◆ How to complete this task ◆
Search the records for the string "format" and return each line that has it.

◆ Dataset entries ◆
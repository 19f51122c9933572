use crate::config::Settings;
use crate::error::{ProcessingError, Result};
use crate::models::StationRecord;
use crate::register::payload::record_payload;
use crate::utils::constants::API_KEY_HEADER;
use crate::utils::progress::ProgressReporter;
use reqwest::StatusCode;
use serde::Serialize;
use serde_json::Value;
use std::path::PathBuf;
use std::time::Duration;
use tracing::{debug, info, warn};

const USER_AGENT: &str = concat!("station-register/", env!("CARGO_PKG_VERSION"));

/// Everything one submission run needs, passed in by the caller
#[derive(Debug, Clone)]
pub struct SubmissionContext {
    pub api_url: String,
    pub api_key: String,
    pub timeout: Duration,
    /// Uploaded file the records came from, for log context
    pub source_file: Option<PathBuf>,
}

impl SubmissionContext {
    pub fn from_settings(settings: &Settings, source_file: Option<PathBuf>) -> Result<Self> {
        let api_url = settings
            .api_url
            .clone()
            .filter(|u| !u.trim().is_empty())
            .ok_or_else(|| ProcessingError::MissingData("register API URL (api_url)".to_string()))?;
        let api_key = settings
            .api_key
            .clone()
            .filter(|k| !k.trim().is_empty())
            .ok_or_else(|| ProcessingError::MissingData("register API key (api_key)".to_string()))?;

        Ok(Self {
            api_url,
            api_key,
            timeout: Duration::from_secs(settings.request_timeout_secs),
            source_file,
        })
    }
}

/// Result of posting one station to the register
#[derive(Debug, Clone, PartialEq, Eq, Serialize)]
#[serde(tag = "outcome", rename_all = "snake_case")]
pub enum SubmissionOutcome {
    /// 201: the register created the station
    Created { id: String, local_id: Option<String> },
    /// 409: a matching station is already registered
    AlreadyExists { id: String },
    /// Any other response
    Failed { status: u16, message: String },
    /// No response: connection, timeout or body read failure
    Unreachable { message: String },
}

impl SubmissionOutcome {
    /// Classify a register response from its status and body
    pub fn from_response(status: StatusCode, body: &str) -> Self {
        let json: Option<Value> = serde_json::from_str(body).ok();
        let field = |names: &[&str]| text_field(json.as_ref(), names);

        match status {
            StatusCode::CREATED => SubmissionOutcome::Created {
                id: field(&["id", "station_id"][..]).unwrap_or_default(),
                local_id: field(&["local_id", "station_localid"][..]),
            },
            StatusCode::CONFLICT => SubmissionOutcome::AlreadyExists {
                id: field(&["id", "existing_id", "station_id"][..]).unwrap_or_default(),
            },
            other => SubmissionOutcome::Failed {
                status: other.as_u16(),
                message: field(&["message", "detail", "error"][..])
                    .unwrap_or_else(|| body.trim().to_string()),
            },
        }
    }
}

/// First of `names` present in a JSON object as a string or number
fn text_field(json: Option<&Value>, names: &[&str]) -> Option<String> {
    let object = json?;
    names.iter().find_map(|name| match object.get(*name)? {
        Value::String(s) => Some(s.clone()),
        Value::Number(n) => Some(n.to_string()),
        _ => None,
    })
}

#[derive(Debug, Clone, Default, Serialize)]
pub struct SubmissionSummary {
    pub created: usize,
    pub already_exists: usize,
    pub failed: usize,
    pub outcomes: Vec<(String, SubmissionOutcome)>,
}

impl SubmissionSummary {
    fn record(&mut self, name: &str, outcome: SubmissionOutcome) {
        match outcome {
            SubmissionOutcome::Created { .. } => self.created += 1,
            SubmissionOutcome::AlreadyExists { .. } => self.already_exists += 1,
            SubmissionOutcome::Failed { .. } | SubmissionOutcome::Unreachable { .. } => {
                self.failed += 1
            }
        }
        self.outcomes.push((name.to_string(), outcome));
    }

    pub fn summary(&self) -> String {
        format!(
            "Created: {}\nAlready registered: {}\nFailed: {}",
            self.created, self.already_exists, self.failed
        )
    }
}

/// Client for the national station register REST API
pub struct RegisterClient {
    http_client: reqwest::Client,
    context: SubmissionContext,
}

impl RegisterClient {
    pub fn new(context: SubmissionContext) -> Result<Self> {
        let http_client = reqwest::Client::builder()
            .user_agent(USER_AGENT)
            .timeout(context.timeout)
            .build()?;

        Ok(Self::with_http_client(context, http_client))
    }

    pub fn with_http_client(context: SubmissionContext, http_client: reqwest::Client) -> Self {
        Self {
            http_client,
            context,
        }
    }

    /// Create a new station and get its identifier back
    pub async fn post(&self, record: &StationRecord) -> Result<SubmissionOutcome> {
        let payload = record_payload(record);
        debug!(
            station = %record.preferred_name,
            attributes = payload.len(),
            "Posting station to register"
        );

        let response = self
            .http_client
            .post(&self.context.api_url)
            .header(API_KEY_HEADER, &self.context.api_key)
            .json(&payload)
            .send()
            .await?;

        let status = response.status();
        let body = response.text().await?;
        let outcome = SubmissionOutcome::from_response(status, &body);

        if let SubmissionOutcome::Failed { status, message } = &outcome {
            warn!(
                station = %record.preferred_name,
                status,
                message = %message,
                "Register rejected station"
            );
        }
        Ok(outcome)
    }

    /// Change station attributes; not offered by the register
    pub async fn put(&self, _record: &StationRecord) -> Result<SubmissionOutcome> {
        Err(ProcessingError::Unsupported(
            "updating stations in the register".to_string(),
        ))
    }

    /// Erase a station; not offered by the register
    pub async fn delete(&self, _id: &str) -> Result<()> {
        Err(ProcessingError::Unsupported(
            "deleting stations from the register".to_string(),
        ))
    }

    /// Post records one at a time, in order. Transport failures are recorded
    /// per station and the batch carries on.
    pub async fn submit_all(
        &self,
        records: &[&StationRecord],
        progress: Option<&ProgressReporter>,
    ) -> Result<SubmissionSummary> {
        let mut summary = SubmissionSummary::default();

        for record in records {
            if let Some(p) = progress {
                p.set_message(&format!("Submitting {}", record.preferred_name));
            }
            let outcome = match self.post(record).await {
                Ok(outcome) => outcome,
                Err(ProcessingError::Http(e)) => {
                    warn!(
                        station = %record.preferred_name,
                        error = %e,
                        "Register could not be reached"
                    );
                    SubmissionOutcome::Unreachable {
                        message: e.to_string(),
                    }
                }
                Err(e) => return Err(e),
            };
            summary.record(&record.preferred_name, outcome);
            if let Some(p) = progress {
                p.increment(1);
            }
        }

        info!(
            source = ?self.context.source_file,
            created = summary.created,
            already_exists = summary.already_exists,
            failed = summary.failed,
            "Finished register submission"
        );
        Ok(summary)
    }
}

◆ Worked solution ◆
        format!(
                p.set_message(&format!("Submitting {}", record.preferred_name));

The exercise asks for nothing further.